It would create concrete opportunities for the health system to play a proactive role in prevention — screening for firearm access during domestic violence consultations to support gun removal from high-risk situations; linking young gunshot victims in surgical wards with gang exit programmes; using admission and forensic pathology data to identify violence hotspots and inform targeted policing.

It would make the true costs of gun violence visible to policymakers and the public — revealing how much is spent managing a preventable crisis on limited resources and overstretched facilities that could instead go towards primary healthcare, cancer treatment, or diabetes care. And crucially, it grounds the debate in evidence rather than ideology — vital in a post-truth world where beliefs, opinions, and hearsay are routinely presented as fact.

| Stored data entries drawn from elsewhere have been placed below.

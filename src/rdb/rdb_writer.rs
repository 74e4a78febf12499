use bytes::{BufMut, Bytes, BytesMut};

use crate::{
    key_value_store::{DataType, KeyValueStore},
    rdb::{
        encoding::{write_int8, write_length, write_string},
        opcode::{
            DATABASE_OPCODE, END_OF_FILE_OPCODE, EXPIRATION_MILLISECONDS_OPCODE, MAGIC_STRING,
            METADATA_OPCODE, RESIZE_DB_OPCODE, STRING_VALUE_TYPE,
        },
    },
};

const RDB_VERSION: &[u8; 4] = b"0011";
const REDIS_VERSION: &[u8] = b"7.2.0";

/// Serializes the live string keys of `store` into an RDB snapshot.
///
/// Streams have no representation here and are left out. The checksum is
/// written as zeros, which readers treat as "not computed".
pub fn write_snapshot(store: &KeyValueStore) -> Bytes {
    let entries: Vec<_> = store
        .live_entries()
        .filter_map(|(key, value, expiration)| match value {
            DataType::String(value) => Some((key, value, expiration)),
            DataType::Stream(_) => None,
        })
        .collect();

    let expiring = entries
        .iter()
        .filter(|(_, _, expiration)| expiration.is_some())
        .count();

    let mut buffer = BytesMut::new();

    buffer.put_slice(MAGIC_STRING);
    buffer.put_slice(RDB_VERSION);

    buffer.put_u8(METADATA_OPCODE);
    write_string(&mut buffer, b"redis-ver");
    write_string(&mut buffer, REDIS_VERSION);

    buffer.put_u8(METADATA_OPCODE);
    write_string(&mut buffer, b"redis-bits");
    write_int8(&mut buffer, 64);

    buffer.put_u8(DATABASE_OPCODE);
    write_length(&mut buffer, 0);

    buffer.put_u8(RESIZE_DB_OPCODE);
    write_length(&mut buffer, entries.len());
    write_length(&mut buffer, expiring);

    for (key, value, expiration) in entries {
        if let Some(deadline) = expiration {
            buffer.put_u8(EXPIRATION_MILLISECONDS_OPCODE);
            buffer.put_u64_le(deadline.as_millisecond().max(0) as u64);
        }

        buffer.put_u8(STRING_VALUE_TYPE);
        write_string(&mut buffer, key);
        write_string(&mut buffer, value);
    }

    buffer.put_u8(END_OF_FILE_OPCODE);
    buffer.put_u64(0);

    buffer.freeze()
}

#[cfg(test)]
mod tests {
    use bytes::Bytes;
    use jiff::{SignedDuration, Timestamp};

    use crate::{
        key_value_store::{DataType, KeyValueStore, StreamIdRequest},
        rdb::RdbParser,
    };

    use super::write_snapshot;

    #[test]
    fn test_empty_snapshot_layout() {
        let snapshot = write_snapshot(&KeyValueStore::new());

        let expected: &[u8] = b"REDIS0011\
            \xFA\x09redis-ver\x057.2.0\
            \xFA\x0Aredis-bits\xC0\x40\
            \xFE\x00\
            \xFB\x00\x00\
            \xFF\x00\x00\x00\x00\x00\x00\x00\x00";

        assert_eq!(&snapshot[..], expected);
    }

    #[test]
    fn test_snapshot_is_loadable() {
        let mut store = KeyValueStore::new();
        store
            .set(Bytes::from_static(b"plain"), Bytes::from_static(b"1"), None)
            .unwrap();
        store
            .set(
                Bytes::from_static(b"expiring"),
                Bytes::from_static(b"2"),
                Some(SignedDuration::from_secs(3600)),
            )
            .unwrap();
        store.insert(
            Bytes::from_static(b"gone"),
            DataType::String(Bytes::from_static(b"3")),
            Some(Timestamp::UNIX_EPOCH),
        );
        store
            .xadd(
                Bytes::from_static(b"events"),
                StreamIdRequest::Auto,
                vec![(Bytes::from_static(b"f"), Bytes::from_static(b"v"))],
                1,
            )
            .unwrap();

        let parser = RdbParser::parse(&write_snapshot(&store)).unwrap();
        let mut loaded = parser.key_value_store;

        assert_eq!(parser.hash_table_size, Some(2));
        assert_eq!(parser.expiry_hash_table_size, Some(1));
        assert_eq!(loaded.len(), 2);
        assert_eq!(loaded.get(b"plain").unwrap(), Some(Bytes::from_static(b"1")));
        assert_eq!(loaded.get(b"expiring").unwrap(), Some(Bytes::from_static(b"2")));
        assert_eq!(
            loaded.expiration(b"expiring").map(|deadline| deadline.as_millisecond()),
            store.expiration(b"expiring").map(|deadline| deadline.as_millisecond())
        );
        assert_eq!(loaded.type_of(b"events"), "none");
    }
}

This approach would also recognise that firearms are a product sold for profit that harms people’s health. Just as taxes on alcohol and tobacco reflect their social costs and reduce consumption, firearms, ammunition and shooting activities should be subject to equivalent measures. This would generate revenue that could fund the very health services overwhelmed by the consequences of gun violence.

This sharpens the policy response too. South Africa’s Firearms Control Amendment Bill, currently at Nedlac, proposes strengthening limits on who can own firearms, the type and number of firearms and ammunition rounds that can be held, and for which purposes.

Treating gun violence as a public health crisis strengthens the case for these reforms: it positions the Bill not as a security measure but as a health measure, demanding the same urgent political commitment we would expect for any leading cause of preventable death and injury.

International framework

None of this can happen in isolation. South Africa needs international frameworks, evidence, and solidarity — and that is where the World Health Organisation (WHO) comes in.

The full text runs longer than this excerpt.